What you will do: Write out, word for word, the first line of the data below and every line after it through the one containing "db::ensure_schema(&app_state.db).await?;".

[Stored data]
[Start of Attachment]

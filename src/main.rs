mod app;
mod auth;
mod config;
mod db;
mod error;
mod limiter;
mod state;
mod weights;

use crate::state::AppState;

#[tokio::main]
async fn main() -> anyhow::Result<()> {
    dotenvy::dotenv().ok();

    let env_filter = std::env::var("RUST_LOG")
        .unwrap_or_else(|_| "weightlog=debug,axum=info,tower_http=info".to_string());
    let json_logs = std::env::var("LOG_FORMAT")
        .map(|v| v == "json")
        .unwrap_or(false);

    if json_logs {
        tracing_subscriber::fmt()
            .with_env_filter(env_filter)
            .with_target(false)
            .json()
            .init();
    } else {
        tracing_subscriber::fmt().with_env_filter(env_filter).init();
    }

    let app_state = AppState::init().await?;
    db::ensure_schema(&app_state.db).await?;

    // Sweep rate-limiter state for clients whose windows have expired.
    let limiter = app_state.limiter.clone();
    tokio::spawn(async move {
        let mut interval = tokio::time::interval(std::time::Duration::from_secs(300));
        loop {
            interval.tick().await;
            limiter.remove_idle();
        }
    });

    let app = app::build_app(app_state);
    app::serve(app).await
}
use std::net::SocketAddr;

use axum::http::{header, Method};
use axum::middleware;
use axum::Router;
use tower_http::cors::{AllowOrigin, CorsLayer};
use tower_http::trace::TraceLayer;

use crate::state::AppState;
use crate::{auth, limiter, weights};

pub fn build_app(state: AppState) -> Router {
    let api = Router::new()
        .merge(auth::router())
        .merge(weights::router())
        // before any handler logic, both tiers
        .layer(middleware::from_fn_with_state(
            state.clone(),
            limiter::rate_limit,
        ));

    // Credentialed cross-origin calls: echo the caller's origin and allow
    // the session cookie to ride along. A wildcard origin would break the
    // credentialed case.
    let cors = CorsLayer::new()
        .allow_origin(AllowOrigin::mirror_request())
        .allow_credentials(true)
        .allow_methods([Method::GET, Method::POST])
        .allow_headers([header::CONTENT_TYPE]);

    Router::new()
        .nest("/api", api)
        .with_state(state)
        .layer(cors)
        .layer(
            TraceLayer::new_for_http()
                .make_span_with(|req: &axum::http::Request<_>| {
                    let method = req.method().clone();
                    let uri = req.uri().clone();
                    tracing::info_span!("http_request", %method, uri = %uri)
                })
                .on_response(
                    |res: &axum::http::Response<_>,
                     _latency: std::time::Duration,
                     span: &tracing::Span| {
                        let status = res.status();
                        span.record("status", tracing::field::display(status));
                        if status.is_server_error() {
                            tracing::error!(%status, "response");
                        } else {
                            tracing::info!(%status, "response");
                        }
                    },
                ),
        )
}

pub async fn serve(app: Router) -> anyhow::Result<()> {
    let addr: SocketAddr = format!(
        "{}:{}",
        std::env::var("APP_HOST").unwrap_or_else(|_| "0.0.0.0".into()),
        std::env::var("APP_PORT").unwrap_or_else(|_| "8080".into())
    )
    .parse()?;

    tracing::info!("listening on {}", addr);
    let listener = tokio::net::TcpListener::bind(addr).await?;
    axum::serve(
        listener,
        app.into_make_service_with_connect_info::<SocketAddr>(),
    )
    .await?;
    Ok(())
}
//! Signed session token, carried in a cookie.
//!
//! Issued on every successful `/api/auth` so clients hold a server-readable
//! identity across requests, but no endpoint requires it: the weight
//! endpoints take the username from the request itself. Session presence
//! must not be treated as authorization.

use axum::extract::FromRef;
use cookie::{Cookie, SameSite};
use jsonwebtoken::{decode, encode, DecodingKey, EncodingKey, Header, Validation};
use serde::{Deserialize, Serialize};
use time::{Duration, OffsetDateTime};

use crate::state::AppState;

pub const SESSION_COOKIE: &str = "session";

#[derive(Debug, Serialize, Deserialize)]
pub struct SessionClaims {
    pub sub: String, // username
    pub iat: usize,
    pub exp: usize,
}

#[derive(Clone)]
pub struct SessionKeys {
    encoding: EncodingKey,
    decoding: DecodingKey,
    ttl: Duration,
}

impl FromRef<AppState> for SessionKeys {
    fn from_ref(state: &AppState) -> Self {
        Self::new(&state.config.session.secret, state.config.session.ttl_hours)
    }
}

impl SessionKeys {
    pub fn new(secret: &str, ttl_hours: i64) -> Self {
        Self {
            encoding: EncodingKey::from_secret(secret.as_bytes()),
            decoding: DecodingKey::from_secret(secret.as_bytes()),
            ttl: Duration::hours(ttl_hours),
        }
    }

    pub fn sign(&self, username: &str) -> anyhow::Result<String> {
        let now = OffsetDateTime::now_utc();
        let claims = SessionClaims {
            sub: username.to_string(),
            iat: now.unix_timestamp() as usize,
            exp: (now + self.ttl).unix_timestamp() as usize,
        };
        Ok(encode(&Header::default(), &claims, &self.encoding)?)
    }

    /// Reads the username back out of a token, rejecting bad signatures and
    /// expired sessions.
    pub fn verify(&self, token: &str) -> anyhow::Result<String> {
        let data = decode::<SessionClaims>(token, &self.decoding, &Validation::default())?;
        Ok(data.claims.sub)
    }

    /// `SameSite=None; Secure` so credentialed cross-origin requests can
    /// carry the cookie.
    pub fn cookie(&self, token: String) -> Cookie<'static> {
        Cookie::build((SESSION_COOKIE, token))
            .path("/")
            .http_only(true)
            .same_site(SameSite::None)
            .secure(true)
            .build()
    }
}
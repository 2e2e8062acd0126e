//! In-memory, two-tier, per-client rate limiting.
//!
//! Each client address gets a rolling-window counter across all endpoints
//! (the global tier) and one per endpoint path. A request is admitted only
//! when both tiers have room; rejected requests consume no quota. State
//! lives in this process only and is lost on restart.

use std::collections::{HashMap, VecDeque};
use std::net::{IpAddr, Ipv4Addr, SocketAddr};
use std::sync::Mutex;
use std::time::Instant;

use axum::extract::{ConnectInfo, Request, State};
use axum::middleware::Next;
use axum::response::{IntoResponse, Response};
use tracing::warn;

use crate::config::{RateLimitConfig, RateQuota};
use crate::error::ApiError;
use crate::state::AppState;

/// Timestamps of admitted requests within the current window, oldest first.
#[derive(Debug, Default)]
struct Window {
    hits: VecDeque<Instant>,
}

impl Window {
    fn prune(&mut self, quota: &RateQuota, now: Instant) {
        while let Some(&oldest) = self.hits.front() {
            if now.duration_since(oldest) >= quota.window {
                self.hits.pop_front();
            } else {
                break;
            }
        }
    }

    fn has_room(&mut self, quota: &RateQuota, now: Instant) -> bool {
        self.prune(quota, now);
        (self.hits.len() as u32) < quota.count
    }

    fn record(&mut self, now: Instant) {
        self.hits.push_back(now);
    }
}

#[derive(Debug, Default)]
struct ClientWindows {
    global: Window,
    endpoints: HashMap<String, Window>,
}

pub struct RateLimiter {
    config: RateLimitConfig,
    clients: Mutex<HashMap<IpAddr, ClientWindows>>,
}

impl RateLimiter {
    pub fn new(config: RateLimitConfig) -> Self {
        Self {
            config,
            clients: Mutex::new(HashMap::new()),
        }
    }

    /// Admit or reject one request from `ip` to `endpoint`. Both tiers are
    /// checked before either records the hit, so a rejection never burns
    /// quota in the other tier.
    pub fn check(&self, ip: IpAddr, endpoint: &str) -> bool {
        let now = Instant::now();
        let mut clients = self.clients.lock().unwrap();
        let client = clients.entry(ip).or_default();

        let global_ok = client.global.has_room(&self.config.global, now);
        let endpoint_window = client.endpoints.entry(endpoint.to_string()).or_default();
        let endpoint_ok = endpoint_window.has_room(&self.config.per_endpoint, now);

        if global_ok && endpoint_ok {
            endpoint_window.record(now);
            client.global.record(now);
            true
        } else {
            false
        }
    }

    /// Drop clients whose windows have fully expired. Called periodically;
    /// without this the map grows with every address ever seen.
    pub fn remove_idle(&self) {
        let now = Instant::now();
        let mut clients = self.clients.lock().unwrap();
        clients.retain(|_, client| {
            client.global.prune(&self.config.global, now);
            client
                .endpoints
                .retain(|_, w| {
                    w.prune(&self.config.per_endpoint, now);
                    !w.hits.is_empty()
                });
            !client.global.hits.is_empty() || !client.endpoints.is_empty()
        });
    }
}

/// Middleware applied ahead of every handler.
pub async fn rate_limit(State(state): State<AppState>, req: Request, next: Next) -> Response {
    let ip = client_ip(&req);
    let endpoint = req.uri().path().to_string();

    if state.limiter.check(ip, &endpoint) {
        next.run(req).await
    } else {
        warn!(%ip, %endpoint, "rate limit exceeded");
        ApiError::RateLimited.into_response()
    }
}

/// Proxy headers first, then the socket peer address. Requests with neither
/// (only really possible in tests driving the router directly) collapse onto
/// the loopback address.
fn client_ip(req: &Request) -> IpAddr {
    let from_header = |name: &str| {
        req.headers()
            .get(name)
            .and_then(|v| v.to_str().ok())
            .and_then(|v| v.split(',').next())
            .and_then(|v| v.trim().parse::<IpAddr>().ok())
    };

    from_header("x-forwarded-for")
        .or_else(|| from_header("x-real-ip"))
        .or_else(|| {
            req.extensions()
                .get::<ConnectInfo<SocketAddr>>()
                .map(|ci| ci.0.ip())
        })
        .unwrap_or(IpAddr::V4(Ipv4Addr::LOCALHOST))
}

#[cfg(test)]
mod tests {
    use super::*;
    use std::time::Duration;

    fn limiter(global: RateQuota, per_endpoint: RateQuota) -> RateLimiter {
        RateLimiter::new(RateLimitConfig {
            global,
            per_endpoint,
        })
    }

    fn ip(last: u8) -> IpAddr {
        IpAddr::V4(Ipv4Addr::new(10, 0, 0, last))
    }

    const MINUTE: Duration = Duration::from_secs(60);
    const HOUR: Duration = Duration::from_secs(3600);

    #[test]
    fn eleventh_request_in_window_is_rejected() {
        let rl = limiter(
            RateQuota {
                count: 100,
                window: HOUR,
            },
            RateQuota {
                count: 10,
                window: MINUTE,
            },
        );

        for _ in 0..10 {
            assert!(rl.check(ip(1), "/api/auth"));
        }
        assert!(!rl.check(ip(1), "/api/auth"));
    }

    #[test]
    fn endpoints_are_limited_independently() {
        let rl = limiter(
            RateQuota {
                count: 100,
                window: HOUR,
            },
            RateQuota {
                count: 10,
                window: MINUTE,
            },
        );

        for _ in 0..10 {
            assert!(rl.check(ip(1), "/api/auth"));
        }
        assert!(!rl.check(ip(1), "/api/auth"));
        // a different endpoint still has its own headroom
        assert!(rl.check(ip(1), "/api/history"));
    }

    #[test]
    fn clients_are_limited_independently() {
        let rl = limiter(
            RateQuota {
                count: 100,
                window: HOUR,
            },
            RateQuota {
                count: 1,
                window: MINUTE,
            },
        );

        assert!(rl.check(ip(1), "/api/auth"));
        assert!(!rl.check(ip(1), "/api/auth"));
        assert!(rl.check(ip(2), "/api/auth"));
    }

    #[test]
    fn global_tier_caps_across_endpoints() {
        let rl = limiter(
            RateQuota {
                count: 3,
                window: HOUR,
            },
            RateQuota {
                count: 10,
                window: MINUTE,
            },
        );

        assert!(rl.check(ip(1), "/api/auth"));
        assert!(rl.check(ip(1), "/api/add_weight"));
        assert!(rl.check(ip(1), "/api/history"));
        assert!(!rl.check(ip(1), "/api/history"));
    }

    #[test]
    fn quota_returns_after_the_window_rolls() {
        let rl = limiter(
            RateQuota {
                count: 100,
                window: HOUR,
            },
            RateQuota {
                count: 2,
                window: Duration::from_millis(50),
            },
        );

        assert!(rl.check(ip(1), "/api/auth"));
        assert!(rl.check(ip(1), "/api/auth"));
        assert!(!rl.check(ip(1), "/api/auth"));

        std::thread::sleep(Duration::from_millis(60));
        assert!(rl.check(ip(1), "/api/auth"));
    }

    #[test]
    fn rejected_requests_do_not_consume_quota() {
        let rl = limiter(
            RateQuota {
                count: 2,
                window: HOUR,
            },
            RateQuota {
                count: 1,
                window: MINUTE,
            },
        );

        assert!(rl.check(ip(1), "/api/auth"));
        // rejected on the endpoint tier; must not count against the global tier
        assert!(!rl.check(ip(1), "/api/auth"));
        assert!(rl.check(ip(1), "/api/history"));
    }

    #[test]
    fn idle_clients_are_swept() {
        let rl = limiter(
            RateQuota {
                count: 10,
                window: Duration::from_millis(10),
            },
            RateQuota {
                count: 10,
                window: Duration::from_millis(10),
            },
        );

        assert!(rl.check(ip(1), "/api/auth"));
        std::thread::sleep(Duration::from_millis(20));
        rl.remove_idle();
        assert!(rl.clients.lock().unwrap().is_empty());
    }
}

[End of Attachment]

Finished exercise:
filename src/main.rs
mod app;
mod auth;
mod config;
mod db;
mod error;
mod limiter;
mod state;
mod weights;

use crate::state::AppState;

#[tokio::main]
async fn main() -> anyhow::Result<()> {
    dotenvy::dotenv().ok();

    let env_filter = std::env::var("RUST_LOG")
        .unwrap_or_else(|_| "weightlog=debug,axum=info,tower_http=info".to_string());
    let json_logs = std::env::var("LOG_FORMAT")
        .map(|v| v == "json")
        .unwrap_or(false);

    if json_logs {
        tracing_subscriber::fmt()
            .with_env_filter(env_filter)
            .with_target(false)
            .json()
            .init();
    } else {
        tracing_subscriber::fmt().with_env_filter(env_filter).init();
    }

    let app_state = AppState::init().await?;
    db::ensure_schema(&app_state.db).await?;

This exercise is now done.